Local fire and rescue services said they had received a ‘substantial’ number of calls from members of the public trapped in elevators, while the government confirmed that the outage was ’caused by damage from a contractor’.
‘Due to the power failure, our control room is receiving substantial number of calls from persons trapped in lifts’, the Gibraltar Fire and Rescue Services said in a statement.
‘All appliances responding to incidents throughout Gibraltar. Crews are being redeployed to attend to these numerous calls’.
The emergency number i currently down due to the power outage, as well as the Royal Gibraltar Police phone lines, local news outlet GBC reports.
A Gibraltar-bound British Airways flight from London Heathrow has been diverted to Malaga airport, but the airline is yet to confirm whether this was related to the outage.
The blackout has also affected commercial activity, forcing the closure of some businesses.

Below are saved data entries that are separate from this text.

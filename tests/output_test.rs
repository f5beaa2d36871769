mod common;

use std::fs;

use common::{date, raw_closes, StubProvider};
use portfolio_returns::config::OutputConfig;
use portfolio_returns::domain_types::{FundamentalTable, Period, PortfolioWeight};
use portfolio_returns::output::{ArtifactWriter, RunReceipt};
use portfolio_returns::pipeline::ReturnsPipeline;
use portfolio_returns::returns::{AlignmentPolicy, ReturnSeriesBuilder};

const SERIES_HEADER: &str = "date,return,open,high,low,close,volume,dividends,stock_splits";

fn writer_in(dir: &tempfile::TempDir) -> ArtifactWriter {
    ArtifactWriter::new(OutputConfig::default().with_directory(dir.path().to_string_lossy())).unwrap()
}

fn read_lines(path: &std::path::Path) -> Vec<String> {
    fs::read_to_string(path).unwrap().lines().map(str::to_string).collect()
}

#[test]
fn test_write_prices_layout() {
    let tmp = tempfile::tempdir().unwrap();
    let writer = writer_in(&tmp);
    let series = ReturnSeriesBuilder::build(&raw_closes(date(2024, 1, 1), &[100.0, 110.0, 99.0]));

    let path = writer.write_prices(&series).unwrap();

    assert_eq!(path, tmp.path().join("prices.csv"));
    let lines = read_lines(&path);
    assert_eq!(lines.len(), 3);
    assert_eq!(lines[0], SERIES_HEADER);
    assert!(lines[1].starts_with("2024-01-02,"));
    assert!(lines[2].starts_with("2024-01-03,"));
}

#[test]
fn test_empty_series_writes_header_only() {
    let tmp = tempfile::tempdir().unwrap();
    let writer = writer_in(&tmp);

    let path = writer.write_benchmark(&ReturnSeriesBuilder::build(&[])).unwrap();

    assert_eq!(path, tmp.path().join("prices_sp500.csv"));
    assert_eq!(read_lines(&path), vec![SERIES_HEADER.to_string()]);
}

#[test]
fn test_write_financials_layout() {
    let tmp = tempfile::tempdir().unwrap();
    let writer = writer_in(&tmp);
    let mut table = FundamentalTable::new();
    table.insert("TotalRevenue", date(2023, 12, 31), Some(10.0));
    table.insert("TotalRevenue", date(2022, 12, 31), Some(8.0));
    table.insert("NetIncome", date(2023, 12, 31), None);

    let path = writer.write_financials(&table).unwrap();

    let lines = read_lines(&path);
    assert_eq!(lines.len(), 3);
    assert_eq!(lines[0], "item,2023-12-31,2022-12-31");
    assert!(lines[1].starts_with("TotalRevenue,"));
    assert!(lines[2].starts_with("NetIncome,"));
}

#[test]
fn test_portfolio_receipt_written_verbatim() {
    let tmp = tempfile::tempdir().unwrap();
    let writer = writer_in(&tmp);

    let path = writer
        .write_receipt(&RunReceipt::Portfolio {
            period: Period::new("1y"),
            tickers: "AAPL/MSFT".to_string(),
            weights: "0,5/0.5".to_string(),
        })
        .unwrap();

    assert_eq!(path, tmp.path().join("output.txt"));
    assert_eq!(fs::read_to_string(path).unwrap(), "1y\nAAPL/MSFT\n0,5/0.5\n");
}

#[tokio::test]
async fn test_single_report_writes_all_artifacts() {
    let tmp = tempfile::tempdir().unwrap();
    let writer = writer_in(&tmp);
    let start = date(2024, 1, 1);
    let provider = StubProvider::new()
        .with_history("AAA", raw_closes(start, &[1.0, 2.0, 3.0, 4.0]))
        .with_history("^GSPC", raw_closes(start, &[10.0, 11.0]));
    let pipeline = ReturnsPipeline::new(provider, "^GSPC", AlignmentPolicy::Strict);

    let report = pipeline.run_single("AAA", &Period::new("1y")).await.unwrap();
    let written = report.write_to(&writer).unwrap();

    assert_eq!(written.len(), 4);
    assert_eq!(read_lines(&tmp.path().join("prices.csv")).len(), 4);
    assert_eq!(read_lines(&tmp.path().join("prices_sp500.csv")).len(), 2);
    assert!(tmp.path().join("financials.csv").exists());
    assert!(tmp.path().join("balance_sheet.csv").exists());
}

#[tokio::test]
async fn test_portfolio_report_writes_portfolio_and_benchmark() {
    let tmp = tempfile::tempdir().unwrap();
    let writer = writer_in(&tmp);
    let start = date(2024, 1, 1);
    let provider = StubProvider::new()
        .with_history("AAA", raw_closes(start, &[1.0, 2.0, 3.0]))
        .with_history("BBB", raw_closes(start, &[3.0, 2.0, 1.0]))
        .with_history("^GSPC", raw_closes(start, &[10.0, 11.0, 12.0]));
    let pipeline = ReturnsPipeline::new(provider, "^GSPC", AlignmentPolicy::Strict);
    let basket = vec![PortfolioWeight::new("AAA", 0.5), PortfolioWeight::new("BBB", 0.5)];

    let report = pipeline.run_portfolio(&basket, &Period::new("1y")).await.unwrap();
    let written = report.write_to(&writer).unwrap();

    assert_eq!(
        written,
        vec![tmp.path().join("prices_portfolio.csv"), tmp.path().join("prices_sp500.csv")]
    );
    let lines = read_lines(&written[0]);
    assert_eq!(lines[0], SERIES_HEADER);
    assert_eq!(lines.len(), 3);
    assert!(!tmp.path().join("prices.csv").exists());
}
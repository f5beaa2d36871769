use async_trait::async_trait;

use super::error::ProviderResult;
use crate::domain_types::{FundamentalTable, Period, RawObservation};

/// 數據來源特性 - 定義行情與基本面資料的取得接口
///
/// 實作只負責取得資料，不做快取或重試；任何錯誤直接回傳給呼叫端。
#[async_trait]
pub trait MarketDataProvider: Send + Sync {
    /// 取得指定區間的日線行情，依日期遞增排列
    ///
    /// 查無資料（例如已下市的代碼）回傳空序列而非錯誤。
    async fn fetch_history(&self, ticker: &str, period: &Period) -> ProviderResult<Vec<RawObservation>>;

    /// 取得年度損益表快照
    async fn fetch_financials(&self, ticker: &str) -> ProviderResult<FundamentalTable>;

    /// 取得年度資產負債表快照
    async fn fetch_balance_sheet(&self, ticker: &str) -> ProviderResult<FundamentalTable>;
}
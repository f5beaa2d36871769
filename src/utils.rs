// utils.rs - 公共工具模組
//
// 提供日期轉換與命令列輸入解析等通用函數。

pub mod input_utils;
pub mod time_utils;

// 重新導出，使其可以通過 utils::function_name 直接訪問
pub use input_utils::{parse_decimal, split_list};
pub use time_utils::{
    date_to_timestamp_secs, format_date, parse_date, timestamp_to_local_date, DATE_FORMAT,
};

Traffic lights have also stopped working, with drivers and pedestrians advised to take extreme caution on the roads.
Power is understood to have gone out at around 1.40pm local time.
Gibraltar was struck by a total power outage on Tuesday afternoon leaving dozens of residents trapped in lifts
The Gibraltar Electric Authority confirmed the blackout, writing in a statement on X that engineers were currently working to restore power and that testing had begun to ‘identify the damaged cables’.
Gibraltar is a British Overseas Territory at the southern tip of Spain, which was struck by a sweeping power outage just a few months ago.
The power-cut in April has gone down in history as one of the worst ever in Europe after it affected tens of millions of people across the Iberian Peninsula for several hours.
It disrupted businesses, hospitals, transit systems, cellular networks and other critical infrastructure.
Emergency services and rail workers in Spain had to help evacuate some 35,000 people from over 100 trains that stopped on the tracks when the electricity was cut.
Spain’s government said in a report in June that its grid operator Redeia had miscalculated the correct mix of energy in the system.
The government also blamed some conventional power plants, or thermal power plants using coal, gas and nuclear, for failing to help maintain an appropriate voltage level and as a result, the grid was unable to cope with a surge in voltage that triggered a cascade of power plant disconnections, ultimately leading to the outage.
This is a breaking news story, more to follow.